>>>>>

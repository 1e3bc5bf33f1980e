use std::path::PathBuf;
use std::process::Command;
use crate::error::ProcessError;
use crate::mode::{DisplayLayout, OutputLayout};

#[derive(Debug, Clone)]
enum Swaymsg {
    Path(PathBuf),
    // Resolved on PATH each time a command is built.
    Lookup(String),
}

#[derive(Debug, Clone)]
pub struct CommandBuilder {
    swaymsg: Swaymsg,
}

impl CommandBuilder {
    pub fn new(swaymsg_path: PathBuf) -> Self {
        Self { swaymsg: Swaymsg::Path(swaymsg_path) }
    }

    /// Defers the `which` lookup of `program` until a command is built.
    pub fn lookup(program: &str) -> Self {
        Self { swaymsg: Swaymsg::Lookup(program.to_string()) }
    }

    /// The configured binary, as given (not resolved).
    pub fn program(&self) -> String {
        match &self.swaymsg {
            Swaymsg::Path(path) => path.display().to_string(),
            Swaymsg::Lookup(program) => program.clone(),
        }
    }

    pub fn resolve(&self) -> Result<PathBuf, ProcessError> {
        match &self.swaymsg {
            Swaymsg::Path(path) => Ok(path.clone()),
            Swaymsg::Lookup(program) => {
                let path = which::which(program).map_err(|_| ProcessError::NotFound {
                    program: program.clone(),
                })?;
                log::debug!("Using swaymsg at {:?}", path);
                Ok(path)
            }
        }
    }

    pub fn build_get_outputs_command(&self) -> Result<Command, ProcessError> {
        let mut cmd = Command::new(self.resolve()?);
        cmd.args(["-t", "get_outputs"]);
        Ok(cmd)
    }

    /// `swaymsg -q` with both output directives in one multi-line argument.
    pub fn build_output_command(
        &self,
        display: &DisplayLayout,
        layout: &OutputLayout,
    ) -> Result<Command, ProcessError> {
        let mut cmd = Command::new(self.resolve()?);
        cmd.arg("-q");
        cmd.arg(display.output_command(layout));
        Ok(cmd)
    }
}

<<<<<
>>>>>

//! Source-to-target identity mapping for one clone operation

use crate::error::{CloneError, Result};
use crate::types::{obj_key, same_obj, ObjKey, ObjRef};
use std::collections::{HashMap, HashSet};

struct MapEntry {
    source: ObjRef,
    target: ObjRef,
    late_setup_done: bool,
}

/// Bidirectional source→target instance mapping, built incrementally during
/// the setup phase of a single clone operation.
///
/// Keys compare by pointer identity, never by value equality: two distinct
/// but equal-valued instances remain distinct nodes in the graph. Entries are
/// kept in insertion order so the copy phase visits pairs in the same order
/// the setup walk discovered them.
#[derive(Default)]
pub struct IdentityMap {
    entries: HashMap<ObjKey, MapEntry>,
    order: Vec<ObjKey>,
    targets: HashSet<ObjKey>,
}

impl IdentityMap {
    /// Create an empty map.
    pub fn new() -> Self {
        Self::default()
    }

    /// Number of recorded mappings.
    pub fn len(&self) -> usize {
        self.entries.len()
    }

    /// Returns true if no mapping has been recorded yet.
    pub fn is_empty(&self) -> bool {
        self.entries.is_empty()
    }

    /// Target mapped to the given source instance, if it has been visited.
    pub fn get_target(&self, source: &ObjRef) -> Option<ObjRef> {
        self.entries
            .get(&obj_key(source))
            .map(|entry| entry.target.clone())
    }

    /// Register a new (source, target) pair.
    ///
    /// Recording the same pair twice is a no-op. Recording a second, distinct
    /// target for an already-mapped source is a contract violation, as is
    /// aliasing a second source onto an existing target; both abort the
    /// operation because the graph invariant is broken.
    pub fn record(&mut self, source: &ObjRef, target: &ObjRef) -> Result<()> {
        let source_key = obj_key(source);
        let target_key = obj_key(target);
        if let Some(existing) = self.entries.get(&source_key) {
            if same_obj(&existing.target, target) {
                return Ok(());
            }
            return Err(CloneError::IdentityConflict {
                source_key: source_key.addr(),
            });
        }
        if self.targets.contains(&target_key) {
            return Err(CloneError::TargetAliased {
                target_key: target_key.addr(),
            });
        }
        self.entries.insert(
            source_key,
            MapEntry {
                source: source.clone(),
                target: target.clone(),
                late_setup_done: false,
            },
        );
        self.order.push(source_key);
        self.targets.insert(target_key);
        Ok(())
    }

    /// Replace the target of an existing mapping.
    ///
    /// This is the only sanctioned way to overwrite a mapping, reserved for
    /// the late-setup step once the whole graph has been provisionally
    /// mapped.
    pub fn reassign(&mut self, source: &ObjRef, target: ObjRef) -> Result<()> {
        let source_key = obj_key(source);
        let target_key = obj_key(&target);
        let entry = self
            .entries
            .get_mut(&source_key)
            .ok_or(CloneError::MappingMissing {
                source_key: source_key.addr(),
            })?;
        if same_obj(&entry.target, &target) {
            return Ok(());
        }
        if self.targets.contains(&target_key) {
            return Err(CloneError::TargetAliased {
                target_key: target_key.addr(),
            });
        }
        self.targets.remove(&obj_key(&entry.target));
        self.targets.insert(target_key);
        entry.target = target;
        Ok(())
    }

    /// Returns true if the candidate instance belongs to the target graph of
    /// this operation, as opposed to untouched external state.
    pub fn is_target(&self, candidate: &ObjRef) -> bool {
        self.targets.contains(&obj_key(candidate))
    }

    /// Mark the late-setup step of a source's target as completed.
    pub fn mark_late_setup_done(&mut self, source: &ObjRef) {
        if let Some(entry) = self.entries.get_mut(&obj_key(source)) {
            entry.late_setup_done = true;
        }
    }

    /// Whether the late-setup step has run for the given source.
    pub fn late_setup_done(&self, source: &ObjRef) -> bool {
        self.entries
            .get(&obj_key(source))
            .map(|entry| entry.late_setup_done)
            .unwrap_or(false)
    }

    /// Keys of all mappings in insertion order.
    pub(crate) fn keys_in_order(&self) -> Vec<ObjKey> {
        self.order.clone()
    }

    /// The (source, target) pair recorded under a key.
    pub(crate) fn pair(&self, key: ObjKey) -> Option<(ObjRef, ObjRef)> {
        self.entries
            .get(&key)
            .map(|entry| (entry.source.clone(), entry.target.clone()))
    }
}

<<<<<

The required answer is the exact run of lines above starting at the line with "both abort the" and ending at the line with "let target_key = obj_key(target);", with both ends present.

## Result below
    /// aliasing a second source onto an existing target; both abort the
    /// operation because the graph invariant is broken.
    pub fn record(&mut self, source: &ObjRef, target: &ObjRef) -> Result<()> {
        let source_key = obj_key(source);
        let target_key = obj_key(target);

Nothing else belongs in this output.